Em nota divulgada nesta quarta-feira (18), o presidente da Força Sindical, Miguel Torres, criticou o aumento da Selic para 10,75% ao ano e afirmou que a medida favorece o mercado financeiro, prejudica os trabalhadores e compromete o desenvolvimento econômico do País.

Segundo a entidade, a manutenção de juros elevados desestimula investimentos, afeta o consumo das famílias e dificulta as campanhas salariais deste semestre.

Leia a seguir a íntegra da nota:

Aumentar os juros é ir na contramão do desenvolvimento do País

Um verdadeiro prêmio aos especuladores. Assim podemos definir a alta na Taxa de Juros Básica, anunciada nesta quarta-feira (18), pelo Copom (Comitê de Política Monetária), que subiu 0,25% ponto percentual.
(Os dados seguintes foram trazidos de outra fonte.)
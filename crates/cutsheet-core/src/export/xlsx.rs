use std::io::Cursor;

use calamine::{Data, Reader, Xlsx};
use rust_xlsxwriter::{Format, Workbook, Worksheet, XlsxError};

use crate::error::CutsheetError;
use crate::model::Variant;
use crate::report::{columns_for, CellValue, ColumnKind, Report};

/// Render a report as a single-sheet xlsx workbook. Row 0 holds the bold
/// column headers and empty cells are left unwritten.
pub fn write_report(report: &Report) -> Result<Vec<u8>, CutsheetError> {
    let mut workbook = Workbook::new();
    let worksheet = workbook.add_worksheet();
    fill_worksheet(worksheet, report).map_err(export_error)?;
    workbook.save_to_buffer().map_err(export_error)
}

fn fill_worksheet(worksheet: &mut Worksheet, report: &Report) -> Result<(), XlsxError> {
    worksheet.set_name(&report.sheet_name)?;

    let header = Format::new().set_bold();
    for (col, column) in report.columns.iter().enumerate() {
        worksheet.write_string_with_format(0, col as u16, &column.name, &header)?;
    }

    for (idx, cells) in report.rows.iter().enumerate() {
        let row = idx as u32 + 1;
        for (col, cell) in cells.iter().enumerate() {
            let col = col as u16;
            match cell {
                CellValue::Empty => {}
                CellValue::Text(s) => {
                    worksheet.write_string(row, col, s)?;
                }
                CellValue::Number(v) => {
                    worksheet.write_number(row, col, *v)?;
                }
                CellValue::Integer(v) => {
                    worksheet.write_number(row, col, *v as f64)?;
                }
            }
        }
    }

    worksheet.autofit();
    Ok(())
}

fn export_error(e: XlsxError) -> CutsheetError {
    CutsheetError::Export(e.to_string())
}

/// Read a workbook written by [`write_report`] back into a [`Report`].
///
/// The header row must match the column set of `variant` exactly; cells are
/// coerced back to the column's kind.
pub fn read_report(bytes: &[u8], variant: Variant) -> Result<Report, CutsheetError> {
    let cursor = Cursor::new(bytes);
    let mut workbook: Xlsx<_> = calamine::open_workbook_from_rs(cursor)
        .map_err(|e| CutsheetError::ReadBack(format!("failed to open xlsx: {e}")))?;

    let sheet_name = variant.sheet_name();
    let range = workbook
        .worksheet_range(sheet_name)
        .map_err(|e| CutsheetError::ReadBack(format!("sheet '{sheet_name}' not found: {e}")))?;

    let columns = columns_for(variant);
    let mut sheet_rows = range.rows();

    let header: Vec<String> = sheet_rows
        .next()
        .map(|cells| cells.iter().map(|c| cell_as_string(c).unwrap_or_default()).collect())
        .unwrap_or_default();
    let expected: Vec<&str> = columns.iter().map(|c| c.name.as_str()).collect();
    if header != expected {
        return Err(CutsheetError::ReadBack(format!(
            "unexpected header row {header:?}, expected {expected:?}"
        )));
    }

    let mut rows = Vec::new();
    for cells in sheet_rows {
        let row: Vec<CellValue> = columns
            .iter()
            .enumerate()
            .map(|(col, column)| coerce_cell(cells.get(col), column.kind))
            .collect::<Result<_, _>>()?;
        rows.push(row);
    }

    Ok(Report {
        sheet_name: sheet_name.to_string(),
        columns,
        rows,
    })
}

fn coerce_cell(cell: Option<&Data>, kind: ColumnKind) -> Result<CellValue, CutsheetError> {
    let Some(cell) = cell else {
        return Ok(CellValue::Empty);
    };
    if matches!(cell, Data::Empty) {
        return Ok(CellValue::Empty);
    }

    match kind {
        ColumnKind::Text => Ok(CellValue::text(cell_as_string(cell).as_deref())),
        ColumnKind::Number => cell_as_f64(cell)
            .map(CellValue::Number)
            .ok_or_else(|| CutsheetError::ReadBack(format!("expected a number, found '{cell}'"))),
        ColumnKind::Integer => cell_as_f64(cell)
            .map(|f| CellValue::Integer(f as i64))
            .ok_or_else(|| CutsheetError::ReadBack(format!("expected an integer, found '{cell}'"))),
    }
}

fn cell_as_string(cell: &Data) -> Option<String> {
    match cell {
        Data::String(s) if s.is_empty() => None,
        Data::String(s) => Some(s.clone()),
        Data::Float(f) => Some(f.to_string()),
        Data::Int(i) => Some(i.to_string()),
        Data::Empty => None,
        _ => Some(format!("{cell}")),
    }
}

fn cell_as_f64(cell: &Data) -> Option<f64> {
    match cell {
        Data::Float(f) => Some(*f),
        Data::Int(i) => Some(*i as f64),
        _ => None,
    }
}

#[cfg(test)]
mod tests {
    use super::*;
    use crate::report::ReportColumn;

    fn offal_report() -> Report {
        Report {
            sheet_name: "OFFAL Parts".into(),
            columns: columns_for(Variant::Offal),
            rows: vec![vec![
                CellValue::Text("PROG1".into()),
                CellValue::Text("OFFAL".into()),
                CellValue::Number(3.0),
                CellValue::Number(18.0),
                CellValue::Text("280045WNK".into()),
                CellValue::Text("12.5%".into()),
                CellValue::Empty,
            ]],
        }
    }

    #[test]
    fn test_write_then_read_back() {
        let report = offal_report();
        let bytes = write_report(&report).unwrap();
        assert!(bytes.starts_with(b"PK"));

        let read = read_report(&bytes, Variant::Offal).unwrap();
        assert_eq!(read, report);
    }

    #[test]
    fn test_read_wrong_variant_fails() {
        let bytes = write_report(&offal_report()).unwrap();
        // "Summary" sheet does not exist in an OFFAL workbook.
        assert!(matches!(
            read_report(&bytes, Variant::Parts),
            Err(CutsheetError::ReadBack(_))
        ));
    }

    #[test]
    fn test_read_header_mismatch() {
        let report = Report {
            sheet_name: "Summary".into(),
            columns: vec![ReportColumn {
                name: "Program".into(),
                kind: ColumnKind::Text,
            }],
            rows: vec![vec![CellValue::Text("P".into())]],
        };
        let bytes = write_report(&report).unwrap();
        assert!(matches!(
            read_report(&bytes, Variant::CycleTime),
            Err(CutsheetError::ReadBack(_))
        ));
    }

    #[test]
    fn test_read_garbage_fails() {
        assert!(matches!(
            read_report(b"not a workbook", Variant::Parts),
            Err(CutsheetError::ReadBack(_))
        ));
    }
}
Agora a Taxa está em 10,75%. Aumentar a taxa Selic é ir na contramão do desenvolvimento do País.

É importante destacar que a atual política econômica do Banco Central está destoando dos anseios da classe trabalhadora.

Infelizmente, essa estratégia de gradualismo, subindo a taxa aos poucos, penaliza de forma nefasta, principalmente, os menos favorecidos economicamente e irá atrapalhar as campanhas salariais deste semestre bem como a produção e o consumo das famílias.

Elevar os juros nesse momento traz mais incertezas. O aumento dos juros tende a desestimular o investimento e o consumo no País.
Um Brasil próspero, democrático, soberano e voltado para o bem-estar do seu povo depende de economia forte e juros baixos.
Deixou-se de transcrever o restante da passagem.